Я не успеваю колко ответить ему, как открывается дверь в спальне моего брата и он, громко шлепая, подходит к нам.
– ССС на лицо. – он с восторгом откусывает кусок пиццы, явно наслаждается своим новым придуманным высказыванием. – Мама тоже каждый раз перед походом в бассейн, покупает парочку сланцев. Видимо, для того чтобы оставить их там. Старческий семейный симбиоз, – резюмирует он, за что получает кулаком в ляжку. – Вот скажи мне, что последнее он сделал для тебя, м? Кого он спас и привез домой? – Меня, отвечаю я про себя! Вит щелкает меня по носу, довольно улыбается. – Ты верно подумала. Он заботится о тебе. Мало ли что могло случиться, если бы он оставил тебя одну – пьяную!
Я закатываю глаза, отбрасываю половину не доеденной еды, прямо в общую коробку, отчего оба парня кривятся. Не собираюсь слушать их и сидеть с ними за одним столом. Иногда мне кажется все против меня, даже Вселенная, пославшая моего дурацкого брата. Они стукаются кулаками, словно родные.
– Я вполне справилась бы без телефона, поэтому не надо раздувать огромную катастрофу. А теперь я отправляюсь спать, чтобы твоей ноги не было дома, – показываю на Доусона. – А ты будь добр вернись домой не пьяным в стельку, чтобы смог за собой закрыть двери. Иначе я тебя выселю.
Мой брат смотрит на меня недоверчиво, а бывший муж даже не двигается с места. Решили взять меня измором, сомневаюсь мальчики, что я так просто сдамся. Наглый взгляд блуждает по моему телу, я его чувствую. Господи, как же я хочу хорошенько надраться, так чтобы еле влачить ноги. Но есть опасность того, что я снова оплошаю и проснусь с человеком, который уже давно остался в прошлом.
– Эй, Элли, дай денег, чтобы я посидел немного в заведении. Клянусь я, отдам их тебе, как только найду подходящую работу. – умоляет меня мой двадцати двухлетний брат.
– Ты же услужливо впустил в квартиру его, – подбородком указываю в направлении кухни, – вот у него и проси. Может он еще тебе и работу найдет. Например, грузчиком.

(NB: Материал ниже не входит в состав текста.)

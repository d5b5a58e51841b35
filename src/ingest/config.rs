// src/ingest/config.rs
use anyhow::{anyhow, Context, Result};
use serde::Deserialize;
use std::collections::BTreeMap;
use std::fs;
use std::path::{Path, PathBuf};
use std::time::Duration;

pub const ENV_SOURCES_CONFIG_PATH: &str = "SOURCES_CONFIG_PATH";
pub const DEFAULT_SOURCES_CONFIG_PATH: &str = "config/sources.toml";

/// Per-source switch. Unknown source names are kept so the registry can warn about them.
#[derive(Debug, Clone, Default, Deserialize, PartialEq, Eq)]
pub struct SourceEntry {
    #[serde(default)]
    pub enabled: bool,
    /// Override of the adapter's default endpoint.
    #[serde(default)]
    pub url: Option<String>,
}

#[derive(Debug, Clone, Deserialize, PartialEq, Eq)]
pub struct ScanSettings {
    #[serde(default = "default_max_concurrency")]
    pub max_concurrency: usize,
    #[serde(default = "default_timeout_secs")]
    pub timeout_secs: u64,
}

fn default_max_concurrency() -> usize {
    4
}
fn default_timeout_secs() -> u64 {
    30
}

impl Default for ScanSettings {
    fn default() -> Self {
        Self {
            max_concurrency: default_max_concurrency(),
            timeout_secs: default_timeout_secs(),
        }
    }
}

impl ScanSettings {
    pub fn timeout(&self) -> Duration {
        Duration::from_secs(self.timeout_secs.max(1))
    }
}

#[derive(Debug, Clone, Default, Deserialize, PartialEq, Eq)]
pub struct SourcesConfig {
    #[serde(default)]
    pub scan: ScanSettings,
    /// Ordered by name; scan order (and merge precedence) follows this order.
    #[serde(default)]
    pub sources: BTreeMap<String, SourceEntry>,
}

impl SourcesConfig {
    pub fn enabled(&self) -> impl Iterator<Item = (&str, &SourceEntry)> {
        self.sources
            .iter()
            .filter(|(_, e)| e.enabled)
            .map(|(k, e)| (k.as_str(), e))
    }
}

/// Load from an explicit path. TOML or JSON, picked by extension.
pub fn load_sources_from(path: &Path) -> Result<SourcesConfig> {
    let content = fs::read_to_string(path)
        .with_context(|| format!("reading sources config from {}", path.display()))?;
    let ext = path
        .extension()
        .and_then(|s| s.to_str())
        .unwrap_or_default()
        .to_ascii_lowercase();
    parse_sources(&content, &ext).with_context(|| format!("parsing {}", path.display()))
}

/// Load using env var + fallbacks:
/// 1) $SOURCES_CONFIG_PATH
/// 2) config/sources.toml
/// 3) config/sources.json
///
/// With nothing found, every known source is enabled with default settings.
pub fn load_sources_default() -> Result<SourcesConfig> {
    if let Ok(p) = std::env::var(ENV_SOURCES_CONFIG_PATH) {
        let pb = PathBuf::from(p);
        if pb.exists() {
            return load_sources_from(&pb);
        } else {
            return Err(anyhow!("SOURCES_CONFIG_PATH points to non-existent path"));
        }
    }
    let toml_p = PathBuf::from(DEFAULT_SOURCES_CONFIG_PATH);
    if toml_p.exists() {
        return load_sources_from(&toml_p);
    }
    let json_p = PathBuf::from("config/sources.json");
    if json_p.exists() {
        return load_sources_from(&json_p);
    }
    Ok(all_enabled())
}

fn all_enabled() -> SourcesConfig {
    let sources = crate::ingest::providers::KNOWN_SOURCES
        .iter()
        .map(|name| {
            (
                name.to_string(),
                SourceEntry {
                    enabled: true,
                    url: None,
                },
            )
        })
        .collect();
    SourcesConfig {
        scan: ScanSettings::default(),
        sources,
    }
}

fn parse_sources(s: &str, hint_ext: &str) -> Result<SourcesConfig> {
    let cfg: SourcesConfig = if hint_ext == "json" {
        serde_json::from_str(s)?
    } else {
        toml::from_str(s)?
    };
    if cfg.scan.max_concurrency == 0 {
        return Err(anyhow!("scan.max_concurrency must be at least 1"));
    }
    Ok(cfg)
}

#[cfg(test)]
mod tests {
    use super::*;
    use std::{env, fs};

    #[test]
    fn toml_and_json_formats_work() {
        let toml = r#"
[scan]
max_concurrency = 2

[sources.hn_algolia]
enabled = true

[sources.aijobs_uk]
enabled = false
"#;
        let cfg = parse_sources(toml, "toml").unwrap();
        assert_eq!(cfg.scan.max_concurrency, 2);
        assert_eq!(cfg.scan.timeout_secs, 30);
        let on: Vec<_> = cfg.enabled().map(|(n, _)| n).collect();
        assert_eq!(on, vec!["hn_algolia"]);

        let json = r#"{"sources": {"working_nomads": {"enabled": true, "url": "http://x"}}}"#;
        let cfg = parse_sources(json, "json").unwrap();
        assert_eq!(
            cfg.sources["working_nomads"].url.as_deref(),
            Some("http://x")
        );
    }

    #[test]
    fn zero_concurrency_is_rejected() {
        let err = parse_sources("[scan]\nmax_concurrency = 0\n", "toml").unwrap_err();
        assert!(err.to_string().contains("max_concurrency"));
    }

    #[serial_test::serial]
    #[test]
    fn default_uses_env_then_fallbacks() {
        // Isolate CWD so the repo's own config/ is not read
        let old = env::current_dir().unwrap();
        let tmp = tempfile::tempdir().unwrap();
        env::set_current_dir(tmp.path()).unwrap();

        env::remove_var(ENV_SOURCES_CONFIG_PATH);

        // No files -> every known source enabled
        let v = load_sources_default().unwrap();
        assert_eq!(
            v.enabled().count(),
            crate::ingest::providers::KNOWN_SOURCES.len()
        );

        // Env wins
        let p = tmp.path().join("sources.toml");
        fs::write(&p, "[sources.hn_algolia]\nenabled = true\n").unwrap();
        env::set_var(ENV_SOURCES_CONFIG_PATH, p.display().to_string());
        let v2 = load_sources_default().unwrap();
        assert_eq!(v2.enabled().count(), 1);
        env::remove_var(ENV_SOURCES_CONFIG_PATH);

        env::set_current_dir(&old).unwrap();
    }
}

Захлопываю с шумом за собой дверь, я устала и раздражена. А еще и эти двое… Если бы у меня были другие отношения, я бы не реагировала так болезненно на их дружбу. Наглость Доусона в совокупности с простотой моего брата, взрывоопасная смесь. У кого кроме меня такая ситуация? Сколько людей на планете дружат со своими бывшими? И зачем это делать? Когда я его любила до беспамятства, он вел себя как ревнивое чудовище, от которого в принципе он до сих пор не избавился. Некоторое время назад Доусон снова предложил мне попробовать, по старой памяти, все еще всецело принадлежащей ему. Тело и душа, изнывали от желания испытать все снова. Ведь чувства такая тонкая материя, они не умирают мгновенно. А в моем случае годами это чувство хранит сердце только для одного человека. И что сделал он? Растоптал, своим поведением. Он мало того, что набил моему парикмахеру морду, так еще и меня повалил со стула. Когда я ударилась затылком об деревянный пол, испугалась что миллиметр, и он мог попасть по моему лицу. В тот момент я заставила себя засунуть свои чувства глубоко в задницу и отпустить его с миром. Но вот эти попойки ничем хорошим не заканчиваются. Каким-то образом он оказывается там, и мы…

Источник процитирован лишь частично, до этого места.